I think I’m correct. I think that filmmaking is changing. I think that globalization of cinema is an important factor and I’ve been kind of surfing on it. And this series is ultimately where it was all leading to in a way because when I’ve made movies that dealt with those themes, they were always European financed and they were done from a completely European perspective.

The new “Irma Vep” is a hybrid, it’s an American-French series or a French-American series, half and half, maybe a little bit more American than French in many ways. And with a lead actress who happens to be Swedish, and great French actors, in an American series. All of a sudden those things mix in an exciting way. And in a more satisfying way for me than when I was only toying with it.
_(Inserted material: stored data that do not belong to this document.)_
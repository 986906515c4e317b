use crate::prelude::*;

use chrono::{DateTime, Utc};
use rinfluxdb::line_protocol::{r#async::Client, LineBuilder};

static MEASUREMENT: &str = "sp_pro";

#[derive(Clone, Debug, PartialEq)]
pub enum ChannelData {
    /// A continuously-varying quantity, emitted every poll cycle.
    Value {
        kind: &'static str,
        value: f64,
        at: DateTime<Utc>,
    },
    /// A state change in an enumerated register.
    Transition {
        kind: &'static str,
        from: &'static str,
        to: &'static str,
        at: DateTime<Utc>,
    },
    Shutdown,
}

#[derive(Clone)]
pub struct Influx {
    config: Config,
    channels: Channels,
}

impl Influx {
    pub fn new(config: Config, channels: Channels) -> Self {
        Self { config, channels }
    }

    pub async fn start(&self) -> Result<()> {
        if !self.config.influx.enabled {
            info!("influx disabled, skipping");
            return Ok(());
        }

        info!("initialising influx at {}", self.config.influx.url);

        let url = reqwest::Url::parse(&self.config.influx.url)?;
        let credentials = match (&self.config.influx.username, &self.config.influx.password) {
            (Some(username), Some(password)) => Some((username.clone(), password.clone())),
            _ => None,
        };
        let client = Client::new(url, credentials)?;

        let this = self.clone();
        tokio::spawn(async move {
            if let Err(err) = this.sender(client).await {
                error!("influx sender task failed: {}", err);
            }
        });

        Ok(())
    }

    pub fn stop(&self) {
        let _ = self.channels.to_influx.send(ChannelData::Shutdown);
    }

    async fn sender(&self, client: Client) -> Result<()> {
        use ChannelData::*;

        let mut receiver = self.channels.to_influx.subscribe();
        info!("influx sender started");

        loop {
            match receiver.recv().await {
                Ok(Shutdown) => break,
                Ok(Value { kind, value, at }) => {
                    let line = LineBuilder::new(MEASUREMENT)
                        .insert_tag("type", kind)
                        .insert_field("value", value)
                        .set_timestamp(at)
                        .build();

                    self.send(&client, vec![line]).await;
                }
                Ok(Transition { kind, from, to, at }) => {
                    let line = LineBuilder::new(MEASUREMENT)
                        .insert_tag("type", kind)
                        .insert_field("from_state", from.to_string())
                        .insert_field("to_state", to.to_string())
                        .set_timestamp(at)
                        .build();

                    self.send(&client, vec![line]).await;
                }
                Err(broadcast::error::RecvError::Lagged(n)) => {
                    warn!("influx sender lagged, dropped {} points", n);
                }
                Err(broadcast::error::RecvError::Closed) => break,
            }
        }

        info!("influx sender exiting");
        Ok(())
    }

    async fn send(&self, client: &Client, lines: Vec<rinfluxdb::line_protocol::Line>) {
        trace!("sending to influx: {:?}", lines);

        if let Err(err) = client.send(&self.config.influx.database, &lines).await {
            // telemetry is not buffered; a failed push is dropped
            error!("influx push failed: {:?}", err);
        }
    }
}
What I am saying is that the series is kind of living proof that it can be done. You can make multinational films, and they can be a really exciting source of inspiration, and it can get financed. It’s a format where you mix languages and you mix cultures. Who wants that? Basically everybody. Everyone wants that because that’s how people live nowadays. That’s where the culture is.

Thinking about your adaptation of the movie “Irma Vep” into the series I couldn’t help but start to think how much I would enjoy watching a series made out of your films “Demonlover” or “Summer Hours.” If there is a Season 2 will you be you adapting a different one of your movies, or will it be the further adventures of Mira Harberg on another movie shoot?

Honestly, I don’t think I would direct Season 2. If HBO asks me, which has not happened for now, I think I would try to imagine something completely different and certainly not explore my own work. Either it could be based on “Judex” and directed by people I love like Claire Denis or Arnaud Desplechin or whoever if they’re interested. But initially, what I imagined when I was writing the pilot and the bible for the series, actually, what I had in the back of my mind as a sequel would be the shoot of “Barbarella” by Roger Vadim in 1960s Cinecittà. I thought there was a lot of comic potential. I think it could be funnier than Rene Vidal shooting “Les Vampires.”